Atom topic feed | site map | contact | login | Protection des données personnelles | Powered by FluxBB | réalisation artaban
You are not logged in.
Hi everyone,
I get the following error trying to run Salome in GPU mode:
$ /home/luca/salome_meca-lgpl-2022.1.0-1-20221225-scibian-9
not exist: /etc/krb5.conf
/usr/bin/nvidia-smi
**************************************
INFO : Running salome_meca in GPU mode
**************************************
runSalome running on luca-Precision-7520
Searching for a free port for naming service: 2810 - OK
Searching Naming Service + found in 0.1 seconds
Searching /Kernel/Session in Naming Service +++SALOME_Session_Server: /lib/x86_64-linux-gnu/libc.so.6: version `GLIBC_2.34' not found (required by /.singularity.d/libs/libGLX.so.0)

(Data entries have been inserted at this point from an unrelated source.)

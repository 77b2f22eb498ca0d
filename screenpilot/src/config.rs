//! Persisted configuration surface: named regions, expected text sets,
//! click points, and calibrated orientations.
//!
//! Loaded once at startup by the surrounding application and handed to the
//! engine as plain data; nothing here is re-read mid-run.

use std::collections::HashMap;
use std::fs;
use std::path::Path;

use serde::Deserialize;
use tracing::warn;

use crate::errors::DriveError;
use crate::input::Point;
use crate::types::{Orientation, Region, TextCondition};

/// A text entry may be a single candidate or a list of candidates.
#[derive(Deserialize)]
#[serde(untagged)]
enum TextEntry {
    One(String),
    Many(Vec<String>),
}

impl From<TextEntry> for TextCondition {
    fn from(entry: TextEntry) -> Self {
        match entry {
            TextEntry::One(s) => TextCondition::new([s]),
            TextEntry::Many(v) => TextCondition::new(v),
        }
    }
}

const REGIONS_FILE: &str = "scan_regions.json";
const TEXTS_FILE: &str = "scan_texts.json";
const CLICKS_FILE: &str = "click_points.json";
const CALIBRATIONS_FILE: &str = "calibrations.json";

/// All persisted configuration the engine consumes.
#[derive(Debug, Default)]
pub struct EngineConfig {
    regions: HashMap<String, Region>,
    texts: HashMap<String, TextCondition>,
    clicks: HashMap<String, Point>,
    calibrations: HashMap<String, Orientation>,
}

impl EngineConfig {
    /// Load every configuration file from `dir`. A missing file leaves its
    /// section empty (logged); a malformed file is a hard configuration
    /// error. Region spans are validated during deserialization.
    pub fn load(dir: impl AsRef<Path>) -> Result<Self, DriveError> {
        let dir = dir.as_ref();
        let texts: HashMap<String, TextEntry> = load_section(dir, TEXTS_FILE)?;
        Ok(Self {
            regions: load_section(dir, REGIONS_FILE)?,
            texts: texts.into_iter().map(|(k, v)| (k, v.into())).collect(),
            clicks: load_section(dir, CLICKS_FILE)?,
            calibrations: load_section(dir, CALIBRATIONS_FILE)?,
        })
    }

    pub fn region(&self, name: &str) -> Result<Region, DriveError> {
        self.regions
            .get(name)
            .copied()
            .ok_or_else(|| DriveError::InvalidConfig(format!("unknown scan region '{name}'")))
    }

    pub fn texts(&self, name: &str) -> Result<&TextCondition, DriveError> {
        self.texts
            .get(name)
            .ok_or_else(|| DriveError::InvalidConfig(format!("unknown text set '{name}'")))
    }

    pub fn click(&self, name: &str) -> Result<Point, DriveError> {
        self.clicks
            .get(name)
            .copied()
            .ok_or_else(|| DriveError::InvalidConfig(format!("unknown click point '{name}'")))
    }

    pub fn calibration(&self, name: &str) -> Result<Orientation, DriveError> {
        self.calibrations
            .get(name)
            .copied()
            .ok_or_else(|| DriveError::InvalidConfig(format!("unknown calibration '{name}'")))
    }

    /// Region plus its expected texts under the same name, the pairing every
    /// wait call site needs.
    pub fn scan_target(&self, name: &str) -> Result<(Region, &TextCondition), DriveError> {
        Ok((self.region(name)?, self.texts(name)?))
    }
}

fn load_section<T: for<'de> Deserialize<'de>>(
    dir: &Path,
    file: &str,
) -> Result<HashMap<String, T>, DriveError> {
    let path = dir.join(file);
    if !path.exists() {
        warn!(?path, "configuration file missing; section left empty");
        return Ok(HashMap::new());
    }
    let raw = fs::read_to_string(&path)
        .map_err(|e| DriveError::InvalidConfig(format!("{}: {e}", path.display())))?;
    serde_json::from_str(&raw)
        .map_err(|e| DriveError::InvalidConfig(format!("{}: {e}", path.display())))
}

Traceback (most recent call last):
File "/opt/salome_meca/V2022.1.0_scibian_univ/modules/KERNEL_V9_8_0/bin/salome/orbmodule.py", line 181, in waitNSPID
os.kill(thePID,0)
ProcessLookupError: [Errno 3] No such process
During handling of the above exception, another exception occurred:
Traceback (most recent call last):
File "/opt/salome_meca/appli_V2022.1.0_scibian_univ/bin/salome/runSalome.py", line 694, in useSalome
clt = startSalome(args, modules_list, modules_root_dir)
File "/opt/salome_meca/appli_V2022.1.0_scibian_univ/bin/salome/runSalome.py", line 639, in startSalome
session=clt.waitNSPID("/Kernel/Session",mySessionServ.PID,SALOME.Session)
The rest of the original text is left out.